Human services, or “helping people,” seems, like “robbing” or “fighting” to be an activity that has been conducted on Earth since genesis of humankind. There is also no question that various disciplines related to the behavior known as “helping” have arisen from recent times until today under the name of science. People have been saved from the suffering that accompanies labor through the discovery of machines and technology, and are being freed from plague and illness through the development of medicine and engineering. On the other hand, if you ask whether there has been progress in societal behavior of people controlling and being controlled by other people, it is highly questionable. Even today, acts of controlling people through “robbing” or “fighting,” that is, “sinful” manipulations, are too many to count. (Please see Skinner, 1990, “Society without sin” for scholarly analysis of this behavior. [Note I do not know which Skinner this is or the correct title for his work, or the original terms which he uses in English. I suggest you check with the professor who wrote this document.]

Organize research in Ritsumeikan University on the theme of “Science of Human Service” began in 1999 with a small research project (B1: “Society for the Study of Human Services”) in the Education Science Research Lab (Currently the Institute of Human Sciences) , was renamed as the “Society for the Study of the Science of Human Service,” and was then developed by (then) Ministry of Education’s Academic Frontier Promotion Project into a large scale project of “Human Environment Design for Human Services” exceeding the scope of the college.

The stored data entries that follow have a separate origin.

//! Core library for the `weather-station` CLI.
//!
//! This crate defines:
//! - Configuration & credentials handling
//! - The OpenWeather client behind the `WeatherProvider` trait
//! - Forecast reduction (one representative sample per day)
//! - Explicit application state and formatting helpers
//!
//! It is used by `station-cli`, but can also be reused by other front ends.

pub mod config;
pub mod display;
pub mod error;
pub mod forecast;
pub mod model;
pub mod provider;
pub mod state;
pub mod station;

pub use config::Config;
pub use display::ConditionCategory;
pub use error::FetchError;
pub use forecast::{reduce_forecast, reduce_forecast_local};
pub use model::{CurrentWeather, ForecastDay, ForecastSample, TemperatureUnit};
pub use provider::{WeatherProvider, openweather::OpenWeatherProvider, provider_from_config};
pub use state::{AppState, FavoriteOutcome, View};
pub use station::WeatherStation;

In 2005, “Science of Human Services” in Ritsumeikan came to be constructed primarily in the “Human Services Research Center” of the open research center development project. Next, the possibility of the new discipline of “Science of Human Services” will be pursued as a qualitatively different and new phase, in cooperation with university education, overseas researchers, and so on. “Human Services” has come to mean a label for a particular type of professional activity. There was originally a tendency for these to be thought of as a simple application of “the science of recognition” in carefully “knowing” or “measuring” one’s target, or in extreme cases not thought of as a science at all. However, it has gradually become clear that there is actually some distance between the “science of recognition” called “knowing” or “measuring” that form the basis of medicine or engineering, and the “practical science” of “helping.” To speak plainly from the practical standpoint, “knowing” is not necessarily connected with “helping.” There have also been periods in which the activities of “teaching” and “curing,” which have the same practical substance, have also been taken as the chief matter. However, if you are not careful then these will be replaced by “robbing” and “fighting” and become the means for such. I think that the time has come for once again reconsidering the practical action of “helping.” Differing from “teaching, curing” and of course from “knowing, measuring,” we must explore an apparatus for realizing the establishment and continuation of societal relations for the purpose of people’s mutual coexistence, and the social relationships themselves. That exploration will not only be a narrow and specialized occupational field , but also allude to the shape of society itself. I think that this is the final mission for which “Science of Human Services” aims.